If you’re not in pain and don’t think you’ve hit your head, roll over on to your side and rest for a bit – this lets your body and blood pressure adjust, according to the National Institute of Aging. Next, slowly get up on your hands and knees, and crawl to a stable chair, table, or counter. You may hold on to one of these objects to pull yourself up. Sometimes people get dizzy if they go too quickly from lying down to standing, so be slow and deliberate. If there’s a chair nearby, you can put your hands on the chair and then turn around and immediately sit down on the chair to avoid a second fall from dizziness. If there is no chair, put your feet in a wide stance when standing, which will help your balance.

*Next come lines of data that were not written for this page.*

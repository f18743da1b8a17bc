// Copyright 2026 the Trellis Authors
// SPDX-License-Identifier: Apache-2.0 OR MIT

//! Item and supplementary-view addressing.
//!
//! Items are addressed by an [`IndexPath`]: a section index plus an item
//! index within that section. Counts come from the hosting view's data
//! source; the layout never owns them.
//!
//! Supplementary views (headers, footers, section backgrounds) are addressed
//! by a section index plus a *kind* string. Kinds are an open set agreed on
//! out-of-band between a layout and its hosting view; [`SUPPLEMENTARY_HEADER`]
//! and [`SUPPLEMENTARY_FOOTER`] cover the common cases.

use core::fmt;

/// Well-known supplementary kind for section headers.
pub const SUPPLEMENTARY_HEADER: &str = "header";

/// Well-known supplementary kind for section footers.
pub const SUPPLEMENTARY_FOOTER: &str = "footer";

/// The address of one item: `(section, item)`.
///
/// Ordering is section-major, which is also the order hosts use for
/// "next/previous" selection walks.
#[derive(Clone, Copy, PartialEq, Eq, PartialOrd, Ord, Hash, Default)]
pub struct IndexPath {
    /// Section index.
    pub section: u32,
    /// Item index within the section.
    pub item: u32,
}

impl IndexPath {
    /// Creates an index path.
    #[inline]
    #[must_use]
    pub const fn new(section: u32, item: u32) -> Self {
        Self { section, item }
    }

    /// Returns the path of the following item in the same section.
    ///
    /// Saturates at `u32::MAX`; bounds are the caller's concern.
    #[inline]
    #[must_use]
    pub const fn next_item(self) -> Self {
        Self {
            section: self.section,
            item: self.item.saturating_add(1),
        }
    }
}

impl fmt::Debug for IndexPath {
    fn fmt(&self, f: &mut fmt::Formatter<'_>) -> fmt::Result {
        write!(f, "IndexPath({}:{})", self.section, self.item)
    }
}

impl fmt::Display for IndexPath {
    fn fmt(&self, f: &mut fmt::Formatter<'_>) -> fmt::Result {
        write!(f, "{}:{}", self.section, self.item)
    }
}

impl From<(u32, u32)> for IndexPath {
    fn from((section, item): (u32, u32)) -> Self {
        Self::new(section, item)
    }
}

Once you are stable, call your doctor. She or he may want you to come in for an evaluation.
If you’re in pain, have hit your head, or feel dizzy, nauseous, or otherwise sick, don’t move – getting up too quickly could worsen an injury. Call for help if you can. If you’re alone and can’t alert anyone or contact 911, you may have to carefully crawl to a phone or door to get help.
I HIGHLY recommend that you wear some sort of alert device – there are so many affordable and practical options available now. This investment could save your life.